The Czech is in the Mail

Woot, I am finally good to go! I got my passport and realized that since I have a beard in the passport that whenever I go out of the country I should probably grow a beard. I'll bring my camera and post pictures of Prague when I get back. There might not be any pictures of me, cause well, I'll be holding the camera. Unless I give my camera to someone and they have me take my shoes off and stand in a fountain. I plan on doing touristy things there like visiting castles, bridges and churches. I am now about to write two cliches that should never ever ever be used again. When in Prague, do as the Pragues do. What happens in Prague stays in Prague.
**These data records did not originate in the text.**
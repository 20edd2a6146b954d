use std::cell::RefCell;
use std::rc::{Rc, Weak};

use log::debug;

use super::{Scheduler, Step};

/// A state machine whose transitions are spaced out in time.
pub trait Machine {
    type Transition: Copy + 'static;

    /// The next transition and how long to wait before applying it.
    /// `None` means the machine is idle until something external wakes it.
    fn next_step(&mut self) -> Option<Step<Self::Transition>>;

    fn apply(&mut self, transition: Self::Transition);
}

struct Inner<M, S: Scheduler> {
    machine: M,
    scheduler: S,
    pending: Option<S::Handle>,
    on_change: Box<dyn Fn(&M)>,
    stopped: bool,
}

/// Runs a [`Machine`] on a [`Scheduler`], keeping at most one timer pending.
///
/// The next step is only scheduled after the previous transition has been
/// applied and observed, so a machine's visible states are totally ordered.
/// Dropping the driver (or calling [`Driver::stop`]) cancels the pending
/// timer; a callback that still slips through finds nothing to upgrade and
/// does nothing.
///
/// `on_change` runs while the machine is borrowed and must not call back
/// into the driver.
pub struct Driver<M: Machine + 'static, S: Scheduler + 'static> {
    inner: Rc<RefCell<Inner<M, S>>>,
}

impl<M: Machine + 'static, S: Scheduler + 'static> Driver<M, S> {
    pub fn start(machine: M, scheduler: S, on_change: impl Fn(&M) + 'static) -> Self {
        let inner = Rc::new(RefCell::new(Inner {
            machine,
            scheduler,
            pending: None,
            on_change: Box::new(on_change),
            stopped: false,
        }));
        arm(&inner);
        Self { inner }
    }

    /// Mutates the machine from outside the timer chain (a click, say).
    ///
    /// `change` returns whether it changed anything; only then are observers
    /// notified and, if no timer is pending, the next step scheduled.
    pub fn update(&self, change: impl FnOnce(&mut M) -> bool) -> bool {
        let changed = {
            let mut inner = self.inner.borrow_mut();
            if inner.stopped {
                return false;
            }
            let changed = change(&mut inner.machine);
            if changed {
                (inner.on_change)(&inner.machine);
            }
            changed
        };
        if changed && self.inner.borrow().pending.is_none() {
            arm(&self.inner);
        }
        changed
    }

    /// Reads the machine without touching the timer.
    pub fn inspect<R>(&self, read: impl FnOnce(&M) -> R) -> R {
        read(&self.inner.borrow().machine)
    }

    pub fn is_armed(&self) -> bool {
        self.inner.borrow().pending.is_some()
    }

    /// Cancels the pending timer. Safe to call at any point, any number of times.
    pub fn stop(&self) {
        let pending = {
            let mut inner = self.inner.borrow_mut();
            inner.stopped = true;
            inner.pending.take()
        };
        if pending.is_some() {
            debug!("driver stopped with a pending timer");
        }
        drop(pending);
    }
}

impl<M: Machine + 'static, S: Scheduler + 'static> Drop for Driver<M, S> {
    fn drop(&mut self) {
        self.stop();
    }
}

fn arm<M: Machine + 'static, S: Scheduler + 'static>(inner: &Rc<RefCell<Inner<M, S>>>) {
    let weak = Rc::downgrade(inner);
    let mut guard = inner.borrow_mut();
    if guard.stopped {
        return;
    }
    let Some(step) = guard.machine.next_step() else {
        guard.pending = None;
        return;
    };
    let handle = guard
        .scheduler
        .schedule(step.delay_ms, Box::new(move || fire(weak, step.transition)));
    guard.pending = Some(handle);
}

fn fire<M: Machine + 'static, S: Scheduler + 'static>(
    weak: Weak<RefCell<Inner<M, S>>>,
    transition: M::Transition,
) {
    let Some(inner) = weak.upgrade() else {
        return;
    };
    let fired = {
        let mut guard = inner.borrow_mut();
        if guard.stopped {
            return;
        }
        let fired = guard.pending.take();
        guard.machine.apply(transition);
        (guard.on_change)(&guard.machine);
        fired
    };
    drop(fired);
    arm(&inner);
}

#[cfg(test)]
mod tests {
    use super::*;
    use crate::timing::{Timeline, VirtualClock};

    struct Counter {
        value: u32,
        timeline: Timeline<u32>,
    }

    impl Machine for Counter {
        type Transition = u32;

        fn next_step(&mut self) -> Option<Step<u32>> {
            self.timeline.advance()
        }

        fn apply(&mut self, transition: u32) {
            self.value = transition;
        }
    }

    fn counter(steps: &[(u32, u32)]) -> Counter {
        Counter {
            value: 0,
            timeline: Timeline::once(steps.iter().map(|&(d, v)| Step::new(d, v)).collect()),
        }
    }

    fn recorder() -> (Rc<RefCell<Vec<(u64, u32)>>>, impl Fn(u64, u32)) {
        let log = Rc::new(RefCell::new(Vec::new()));
        let sink = log.clone();
        (log, move |at, v| sink.borrow_mut().push((at, v)))
    }

    #[test]
    fn steps_fire_in_order_at_cumulative_offsets() {
        let clock = VirtualClock::new();
        let (log, record) = recorder();
        let now = clock.clone();
        let driver = Driver::start(counter(&[(100, 1), (50, 2), (0, 3)]), clock.clone(), move |c| {
            record(now.now(), c.value)
        });

        clock.advance_to(1_000);

        assert_eq!(*log.borrow(), vec![(100, 1), (150, 2), (150, 3)]);
        assert!(!driver.is_armed());
        assert_eq!(clock.pending(), 0);
    }

    #[test]
    fn only_one_timer_is_ever_pending() {
        let clock = VirtualClock::new();
        let _driver = Driver::start(counter(&[(10, 1), (10, 2), (10, 3)]), clock.clone(), |_| {});

        for t in 0..40 {
            assert!(clock.pending() <= 1);
            clock.advance_to(t);
        }
    }

    #[test]
    fn stop_cancels_and_silences() {
        let clock = VirtualClock::new();
        let (log, record) = recorder();
        let now = clock.clone();
        let driver = Driver::start(counter(&[(100, 1), (100, 2)]), clock.clone(), move |c| {
            record(now.now(), c.value)
        });

        clock.advance_to(150);
        driver.stop();
        driver.stop();
        clock.advance_to(1_000);

        assert_eq!(*log.borrow(), vec![(100, 1)]);
        assert_eq!(clock.pending(), 0);
        assert!(!driver.update(|c| {
            c.value = 9;
            true
        }));
    }

    #[test]
    fn dropping_the_driver_cancels_its_timer() {
        let clock = VirtualClock::new();
        let driver = Driver::start(counter(&[(100, 1)]), clock.clone(), |_| {});
        assert_eq!(clock.pending(), 1);

        drop(driver);

        assert_eq!(clock.pending(), 0);
        clock.advance_to(500);
    }

    #[test]
    fn update_wakes_an_idle_machine() {
        let clock = VirtualClock::new();
        let (log, record) = recorder();
        let now = clock.clone();
        let driver = Driver::start(counter(&[]), clock.clone(), move |c| record(now.now(), c.value));
        assert!(!driver.is_armed());

        clock.advance_to(40);
        let changed = driver.update(|c| {
            c.timeline = Timeline::once(vec![Step::new(10, 7)]);
            true
        });
        clock.advance_to(100);

        assert!(changed);
        assert_eq!(*log.borrow(), vec![(40, 0), (50, 7)]);
        assert_eq!(driver.inspect(|c| c.value), 7);
    }

    #[test]
    fn unchanged_update_notifies_nobody() {
        let clock = VirtualClock::new();
        let (log, record) = recorder();
        let now = clock.clone();
        let driver = Driver::start(counter(&[]), clock.clone(), move |c| record(now.now(), c.value));

        assert!(!driver.update(|_| false));
        assert!(log.borrow().is_empty());
    }
}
Those 2 cliches have been used to death and I am now putting them in their coffin. Farewell "when in blah do as the blahs do" and "what happens in blah stays in blah". It was a long relationship. You just got too old and too overused. sniff. The next target of aging cliches are "It ain't over till the fat lady sings" and "were you born in a barn?" I kinda like "were you born in a barn". It's like, what does that have to do with anything? I think it was Abraham Lincoln who was born in a barn. Jesus was born in a barn. Was He messy? It's a funny cliche because it doesn't make much sense. I was born in a hospital. Should I be neat? I suppose when I am over there I should use the word 'Czech" in a cliche type manner. Are Czechs round? Do they bounce? Do they like rap ,"You better Czech yourself before you wreck yourself." What kind of money do they use? "Czech Marks". I hope they don't write themselves a Czech they can't cash. I guess the Czechs in the mail. Ok, now that I've got it outta my system you can continue with your day.

Thought of the Day
"It's ironic."
"What's ironic?"
"This. That we've come all this way, we made all this progress, but, you know, we lost the little things, the niceties."
"No, I mean, what does `ironic' mean?"
- Elaine and woman on subway, in "The Subway"

Comments:
i have no real response to anything you said. If all goes as planned, I'll see you guys tonight.
Peety

Biker #2: I say we kill him!
Biker Gang: [shouts] Yeah!
Biker #3: I say we hang him, then we kill him!
Biker Gang: [shouts] Yeah!
Biker #4: I say we stomp him!
Biker Gang: [shouts] Yeah!
Biker #4: Then we tattoo him!
Biker Gang: [shouts] Yeah!
Biker #4: Then we hang him!
Biker Gang: [shouts] Yeah!
Biker #4: And then we kill him!
Biker Gang: [shouts] Yeah!
Pee-wee: [trying to throw voice without moving lips] I say we let him go.
Biker Gang: [shouts] No!
Biker Mama: [whistles] I say you let me have him first
Biker Gang: Yeah!
"PEE-WEE'S BIG ADVENTURE"
 
Don't know if you will get this before you leave, but the twist on the When in Prague, do as the Pragues do is -- Only go where there are people. Busy place good, empty alley bad. I learned that in Cape Town and it has come in handy ever since!